Democrats quickly responded, saying the CBO report didn’t reflect other experts’ economic data. House Minority Leader Nancy Pelosi, D-Calif., said in a statement that the report’s “conclusions contradict the consensus among hundreds of America’s top economists, who predict that a wage hike would actually stimulate the economy, raise demand and job growth, and provide help in job creation.”
While Elmendorf would not respond directly to specific critiques of his report, he discussed one of the Democrats’ key pieces of evidence: a letter from a panel of economists who assert that a minimum wage hike would have “little or no negative effect on the employment of minimum wage workers.”

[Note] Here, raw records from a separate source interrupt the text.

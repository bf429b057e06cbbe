//! Process configuration: asset versions, cache locations and the base package set.

use anyhow::{Context, Result};
use log::debug;
use std::collections::BTreeSet;
use std::path::PathBuf;

use crate::runtime::Runtime;

/// Version of the Shinylive web assets this build works with.
pub const SHINYLIVE_ASSETS_VERSION: &str = "0.9.1";

/// Version of this tool, stamped by `build.rs`.
pub const SHINYLIVE_PACKAGE_VERSION: &str = env!("SHINYLIVE_VERSION");

/// Packages that are always included in a Shinylive deployment.
pub const BASE_PYODIDE_PACKAGE_NAMES: &[&str] = &["distutils", "micropip", "ssl", "pyodide-http"];

/// Files in `shinylive/pyodide/` that are always included.
pub const BASE_PYODIDE_FILES: &[&str] = &[
    "pyodide.asm.js",
    "pyodide.asm.wasm",
    "python_stdlib.zip",
    "pyodide-lock.json",
];

/// Overrides the assets cache directory.
pub const CACHE_DIR_ENV: &str = "SHINYLIVE_CACHE_DIR";

/// Comma-separated replacement for [`BASE_PYODIDE_PACKAGE_NAMES`].
pub const BASE_PACKAGES_ENV: &str = "SHINYLIVE_BASE_PACKAGES";

#[derive(Debug, Clone, PartialEq)]
pub struct Config {
    pub assets_version: String,
    pub cache_dir: PathBuf,
    pub base_packages: BTreeSet<String>,
}

impl Config {
    /// Build a config from an explicit cache dir (if any) and the environment.
    #[tracing::instrument(skip(runtime))]
    pub fn new<R: Runtime>(runtime: &R, cache_dir: Option<PathBuf>) -> Result<Self> {
        let cache_dir = match cache_dir {
            Some(dir) => dir,
            None => match runtime.env_var(CACHE_DIR_ENV) {
                Ok(dir) if !dir.is_empty() => PathBuf::from(dir),
                _ => default_cache_dir(runtime)?,
            },
        };
        debug!("Using assets cache dir {:?}", cache_dir);

        let base_packages = match runtime.env_var(BASE_PACKAGES_ENV) {
            Ok(list) if !list.trim().is_empty() => {
                debug!("Base packages overridden by {}: {}", BASE_PACKAGES_ENV, list);
                parse_package_list(&list)
            }
            _ => default_base_packages(),
        };

        Ok(Self {
            assets_version: SHINYLIVE_ASSETS_VERSION.to_string(),
            cache_dir,
            base_packages,
        })
    }

    pub fn with_assets_version(mut self, version: impl Into<String>) -> Self {
        self.assets_version = version.into();
        self
    }

    pub fn with_base_packages<I, S>(mut self, names: I) -> Self
    where
        I: IntoIterator<Item = S>,
        S: Into<String>,
    {
        self.base_packages = names.into_iter().map(Into::into).collect();
        self
    }

    /// `<cache>/shinylive-<version>`
    pub fn assets_dir(&self) -> PathBuf {
        self.cache_dir
            .join(format!("shinylive-{}", self.assets_version))
    }

    /// `<assets>/shinylive/pyodide`
    pub fn pyodide_dir(&self) -> PathBuf {
        self.assets_dir().join("shinylive").join("pyodide")
    }

    pub fn lockfile_path(&self) -> PathBuf {
        self.pyodide_dir().join("pyodide-lock.json")
    }

    pub fn export_template_dir(&self) -> PathBuf {
        self.assets_dir().join("export_template")
    }

    pub fn codeblock_to_json_file(&self) -> PathBuf {
        self.assets_dir().join("scripts").join("codeblock-to-json.js")
    }

    pub fn bundle_url(&self) -> String {
        bundle_url(&self.assets_version)
    }
}

pub fn default_base_packages() -> BTreeSet<String> {
    BASE_PYODIDE_PACKAGE_NAMES
        .iter()
        .map(|name| name.to_string())
        .collect()
}

/// Split a comma-separated package list, dropping blanks.
pub fn parse_package_list(list: &str) -> BTreeSet<String> {
    list.split(',')
        .map(str::trim)
        .filter(|name| !name.is_empty())
        .map(str::to_string)
        .collect()
}

/// URL of the release tarball for a given assets version.
pub fn bundle_url(version: &str) -> String {
    format!(
        "https://github.com/posit-dev/shinylive/releases/download/v{}/shinylive-{}.tar.gz",
        version, version
    )
}

#[tracing::instrument(skip(runtime))]
pub fn default_cache_dir<R: Runtime>(runtime: &R) -> Result<PathBuf> {
    let cache_dir = runtime
        .cache_dir()
        .context("Could not find the user cache directory")?;
    Ok(cache_dir.join("shinylive"))
}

“That is not a random sample of economists, that is a set of economists that support raising the minimum wage,” Elmendorf said. “But nonetheless I don’t believe we would disagree with their statement of the evidence.”
Republicans took yesterday’s CBO report as vindication of their repeated claims that a federal minimum wage would cost jobs, calling the report proof that the policy would be “a devastating blow to the very people that need help most in this economy.”